* _DIRECTIONS FOR THIS TASK_
Your result should be every line of the records below that contains the word "derive".

(GIVEN ENTRIES)

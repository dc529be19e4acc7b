use super::{report_entry, ShiftArgs};
use crate::{
    db::shift_store::SqliteStore,
    libs::{
        blocks::{Blocks, DraftEntry},
        messages::Message,
        view::View,
    },
    msg_info, msg_print, msg_success,
};
use anyhow::Result;
use clap::{Args, Subcommand};

#[derive(Debug, Args)]
pub struct BlockArgs {
    #[command(subcommand)]
    command: BlockCommand,
}

#[derive(Debug, Subcommand)]
enum BlockCommand {
    #[command(about = "Set the yield count of a block")]
    Yield {
        #[command(flatten)]
        target: ShiftArgs,
        block: usize,
        count: u32,
    },
    #[command(about = "Set the material of a block")]
    Material {
        #[command(flatten)]
        target: ShiftArgs,
        block: usize,
        material: String,
    },
    #[command(about = "Keep unsaved maintenance input with a block")]
    Draft {
        #[command(flatten)]
        target: ShiftArgs,
        block: usize,
        #[arg(long, default_value = "")]
        start: String,
        #[arg(long, default_value = "")]
        end: String,
        #[arg(short, long, default_value = "")]
        description: String,
    },
    #[command(about = "List blocks of a process")]
    List {
        #[command(flatten)]
        target: ShiftArgs,
    },
}

pub fn cmd(args: BlockArgs) -> Result<()> {
    let blocks = Blocks::new(SqliteStore::new()?);

    match args.command {
        BlockCommand::Yield { target, block, count } => {
            if let Some((process, shift)) = report_entry(target.resolve())? {
                if report_entry(blocks.set_yield(&process, shift, block, count))?.is_some() {
                    msg_success!(Message::BlockUpdated(block));
                }
            }
        }
        BlockCommand::Material { target, block, material } => {
            if let Some((process, shift)) = report_entry(target.resolve())? {
                if report_entry(blocks.set_material(&process, shift, block, &material))?.is_some() {
                    msg_success!(Message::BlockUpdated(block));
                }
            }
        }
        BlockCommand::Draft {
            target,
            block,
            start,
            end,
            description,
        } => {
            if let Some((process, shift)) = report_entry(target.resolve())? {
                if report_entry(blocks.save_draft(&process, shift, block, DraftEntry { start, end, description }))?.is_some() {
                    msg_success!(Message::BlockUpdated(block));
                }
            }
        }
        BlockCommand::List { target } => {
            if let Some((process, shift)) = report_entry(target.resolve())? {
                let list = blocks.list(&process, shift)?;
                if list.is_empty() {
                    msg_info!(Message::NoBlocks(process.to_string(), shift));
                } else {
                    msg_print!(Message::BlocksHeader(process.to_string(), shift), true);
                    View::blocks(&list)?;
                }
            }
        }
    }
    Ok(())
}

(End GIVEN ENTRIES)

* _TASK OUTPUT_
#[derive(Debug, Args)]
#[derive(Debug, Subcommand)]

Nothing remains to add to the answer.